“La chiusura delle scuole, la mancanza di un progetto scolastico lungimirante, gli orari ridotti e mai risanati delle scuole, il ritardo dei sostegni, la loro inadeguatezza, il sacrificio, ormai ritenuto scontato, delle mamme lavoratrici. Tutto ha lasciato le famiglie in grandi difficoltà economiche, e non solo, con grande sconforto e scoraggiamento, nella sensazione di una società fondata sulla famiglia ma che di fatto alla fine la discrimina”. Un gruppo di amiche ha scritto a questo giornale dando voce alle grandi difficoltà di questo periodo e sollevando domande più generali sul senso non solo personale, ma anche sociale e identitario del Paese. “Cosa vuol dire, nel mondo di oggi, essere una famiglia e decidere di formare una famiglia con le sfumature che ne derivano?

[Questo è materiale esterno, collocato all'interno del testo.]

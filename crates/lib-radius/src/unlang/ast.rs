use std::collections::HashMap;

/// Parsed configuration shape: a section has two names and an ordered list
/// of items, each either a nested section or a pair.
///
/// `policy { ... }` catalogs and server sections share this shape; the
/// compiler assigns meaning to the keywords.
#[derive(Debug, Clone, Default, PartialEq, Eq)]
pub struct SectionAst {
    pub name1: String,
    pub name2: Option<String>,
    pub items: Vec<ItemAst>,
}

impl SectionAst {
    pub fn new(name1: impl Into<String>, name2: Option<String>) -> Self {
        Self {
            name1: name1.into(),
            name2,
            items: Vec::new(),
        }
    }
}

/// One entry of a section body.
#[derive(Debug, Clone, PartialEq, Eq)]
pub enum ItemAst {
    Section(SectionAst),
    /// `attr`, `attr = value`, or `&attr := value`. A pair with no value is
    /// a module / policy / keyword reference.
    Pair {
        attr: String,
        op: Option<String>,
        value: Option<String>,
    },
}

impl ItemAst {
    pub fn module_ref(name: impl Into<String>) -> Self {
        Self::Pair {
            attr: name.into(),
            op: None,
            value: None,
        }
    }
}

/// The named policies available to section compilation.
#[derive(Debug, Clone, Default)]
pub struct PolicyCatalog {
    policies: HashMap<String, SectionAst>,
}

impl PolicyCatalog {
    pub fn new() -> Self {
        Self::default()
    }

    /// Build from a parsed `policy { ... }` section.
    pub fn from_section(section: &SectionAst) -> Self {
        let mut catalog = Self::new();
        for item in &section.items {
            if let ItemAst::Section(sub) = item {
                catalog.add(sub.clone());
            }
        }
        catalog
    }

    /// Policies are stored under their full name, which may carry a method
    /// suffix (`name.authorize`).
    pub fn add(&mut self, section: SectionAst) {
        self.policies.insert(section.name1.clone(), section);
    }

    pub fn get(&self, name: &str) -> Option<&SectionAst> {
        self.policies.get(name)
    }

    pub fn is_empty(&self) -> bool {
        self.policies.is_empty()
    }
}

Che contributo ci è chiesto e possiamo dare? Quale è il nostro ruolo? Come lo Stato valorizza e supporta questo importante compito che tocca sensibilmente l’intera comunità?”.

Chissà quali risposte avessero in mente per le loro domande queste mamme in difficoltà. Un sostegno al reddito familiare? Un generoso bonus babysitter? La riapertura di asili e scuole con una più adeguata organizzazione del lavoro e valorizzazione della loro professione? Credo che difficilmente si sarebbero potute immaginare che cosa sarebbe avvenuto con il loro grido di allarme.

Senza che nessuno lanciasse un particolare appello, quarantacinque persone si sono fatte vive per manifestare il loro desiderio di aiutarle gratuitamente. Persone diversissime tra di loro: c’è la mamma con tre figli che si è resa disponibile ad accudire i loro bambini; la coppia che lavora tutto il giorno in smart working e si è offerta di fare la spesa e altre commissioni; l’infermiera che si è proposta di curare, al termine dei suoi turni, chi ha bisogno; avvocati che si sono proposti di assistere nelle pratiche per un congedo parentale; la dottoressa che ha dato la disponibilità a fare visite a domicilio; studentesse universitarie che, per quanto non navighino nell’oro, si offrono come babysitter per le famiglie più povere e bisognose; nonne che volentieri terrebbero anche bambini altrui. Un mare silenzioso e inaspettato di affetto, di cuori che si spalancano.

Se non fosse silenzioso questo mare di generosità, si potrebbe sospettare che non sia autentico. Ma siccome lo è, rischia di essere dato per scontato. E così si rischia di dimenticare, ad esempio, anche i tanti infermieri e medici che, molto più stanchi che nella prima ondata, rinunciano alle ferie, non vengono meno al loro dovere di curare, ma anche di confortare colleghi esausti e pazienti sofferenti. Oppure gli insegnanti, che cercano ogni giorno di non perdere nessuno dei loro ragazzi. Questo dono totale di sé è il senso del Venerdì santo.

Allora vale la pena di tornare a parlare ogni tanto di questa risorsa, magari confusa e a volte contraddittoria, ma reale, quella che fa pensare agli altri non come a un nemico, ma come al prossimo ogni qual volta la vita diventa dura. Ha fatto bene Mario Draghi a parlare di “gusto del futuro” nel suo recente incontro con le Regioni. Sono immateriali le basi su cui poggia qualsiasi progetto sociale. Tanto più oggi, in un momento di così grave crisi. Un gusto che dovremmo ritrovare è quello di un “motore” che dovremmo riaccendere. Certo, la carità diffusa e il gusto del futuro non sono un fiore di campo che nasce e cresce spontaneo. Ma sono la nostra prima, grande, risorsa di cui spesso non siamo coscienti. Il desiderio di bene, l’ideale e la fede che va oltre la carità personale diventa addirittura incentivo per una ripresa economica.